Noc już była oddawna zapadła, kiedy Robert wchodził na ul. Yarmouth, skąpo oświetloną, cichą i zamarłą. Minął uliczkę Pitter, na której panowała tak głucha cisza, że szczury przebiegały środkiem ulicy.
Robert doznał mimowolnego ściśnienia serca: nigdy jeszcze nie czuł się tak samotnym. Ulica wydawała mu się jakiemś cmentarzyskiem minionego życia; dachy spiczaste i wysokie spoglądały okienkami okrągłych dymników, a chorągiewki poruszane wiatrem, jęczały żałośnie.
— Nie, — rzekł Robert do siebie — to musi być coś więcej, aniżeli schadzka dla porozumienia się w interesach!
Przeczuwał jakieś niebezpieczeństwo, lecz w podróżach swoich przeżył tyle, tyle widział, i tyle razy wyszedł zwycięsko z różnych przygód, że i obecnie nie poddał się melancholji starego zakątka Londynu, a czując w kieszeni doskonały rewolwer, szepnął:
— Doprawdy, że mi się ta dzielnica podoba — możnaby tu w spokoju prowadzić różne doświadczenia! To też, jak tylko zrobię jaki dobry interes, nabędę natychmiast jeden z tych pałaców.
Dziesiąta biła właśnie na zegarze wieżowym, kiedy Robert uderzył młotkiem[1] w bramę wskazanego domu.
Połowa bramy uchyliła się i zamknęła za nim natychmiast, a Darvel znalazł się na obszernym dziedzińcu, zarosłym wysoką trawą, ze studnią pośrodku, otoczoną balustradą z kutego żelaza.
— Czy tu mieszka pan Ardavena? — spytał.
— Proszę iść za mną — odezwał się głos cichy i bezbarwny.

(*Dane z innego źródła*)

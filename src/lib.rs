//! OCAT Client Library
//!
//! A Rust client for the Chandra X-ray Observatory observation catalog
//! (OCAT), exposed by the Chandra Data Archive as a tab-delimited text
//! web service.
//!
//! This library provides tools for:
//! - Querying the OCAT details service by observation ID or arbitrary
//!   search criteria
//! - Parsing the tab-delimited response with proper header/data handling
//! - Coercing known columns to their numeric types and physical units
//! - Caching fetched observations in memory for O(1) repeat lookups
//! - Opening the ChaSeR viewer page for a cached observation

pub mod config;
pub mod constants;

// Core application modules
pub mod app {
    pub mod models;
    pub mod services {
        pub mod catalog_cache;
        pub mod ocat_parser;
    }
}

// CLI modules
pub mod cli {
    pub mod args;
    pub mod commands;
}

// Re-export commonly used types
pub use app::models::{CatalogRow, Field, FieldValue, Unit};
pub use app::services::catalog_cache::{CatalogCache, SearchCriteria};
pub use app::services::ocat_parser::TypingTable;
pub use config::ClientConfig;

/// Result type alias for OCAT client operations
pub type Result<T> = std::result::Result<T, Error>;

/// Error types for catalog fetch, parse, and lookup operations
#[derive(thiserror::Error, Debug)]
pub enum Error {
    /// The HTTP request failed to complete (connection, DNS, timeout).
    /// Surfaced unmodified; the client never retries.
    #[error("catalog request failed: {message}")]
    Http {
        message: String,
        #[source]
        source: reqwest::Error,
    },

    /// The service returned a well-formed table with zero data rows
    #[error("no observations matched the criteria: {criteria}")]
    EmptyResult { criteria: String },

    /// The response body does not follow the OCAT text table format
    #[error("malformed catalog table: {message}")]
    TableFormat { message: String },

    /// A declared column held a value that cannot be coerced to its type
    #[error("cannot coerce column '{column}' value '{value}' to {target}")]
    Coercion {
        column: String,
        value: String,
        target: String,
    },

    /// A targeted fetch completed but the identifier is still absent.
    /// Distinct from [`Error::EmptyResult`]; covers schema drift where the
    /// service answers with rows that do not carry the requested OBSID.
    #[error("observation '{obsid}' not present after fetch")]
    ObsidNotFound { obsid: String },
}

impl Error {
    /// Create an HTTP error with context
    pub fn http(message: impl Into<String>, source: reqwest::Error) -> Self {
        Self::Http {
            message: message.into(),
            source,
        }
    }

    /// Create an empty-result error carrying the originating criteria
    pub fn empty_result(criteria: impl Into<String>) -> Self {
        Self::EmptyResult {
            criteria: criteria.into(),
        }
    }

    /// Create a table format error
    pub fn table_format(message: impl Into<String>) -> Self {
        Self::TableFormat {
            message: message.into(),
        }
    }

    /// Create a coercion error for a declared column
    pub fn coercion(
        column: impl Into<String>,
        value: impl Into<String>,
        target: impl Into<String>,
    ) -> Self {
        Self::Coercion {
            column: column.into(),
            value: value.into(),
            target: target.into(),
        }
    }

    /// Create a lookup-miss error for a targeted fetch
    pub fn obsid_not_found(obsid: impl Into<String>) -> Self {
        Self::ObsidNotFound {
            obsid: obsid.into(),
        }
    }
}

impl From<reqwest::Error> for Error {
    fn from(error: reqwest::Error) -> Self {
        Self::Http {
            message: "catalog request failed".to_string(),
            source: error,
        }
    }
}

Robert odwrócił się i spostrzegł człowieka w czarnem ubraniu, zapalającego małą latarenkę. Przy jej czerwonawem świetle dojrzał, iż jest to starzec, który wyglądał na zakrystjana, lub szwajcara: długie białe włosy i takiż zarost okalały twarz wyschłą i zawiędłą. Ręką, ozdobioną licznemi pierścieniami, podał Robertowi latarenkę, a sam zgarbiony, poszedł naprzód po ścieżce wydeptanej w trawie.
Po chwiejących się stopniach weszli na taras, ozdobiony bronzowemi sfinksami, drzemiącemi wśród szarozielonych kałuży.
Starzec otworzył drzwi, przeszedł sień zawieszoną portretami i podniósł skórzaną zasłonę.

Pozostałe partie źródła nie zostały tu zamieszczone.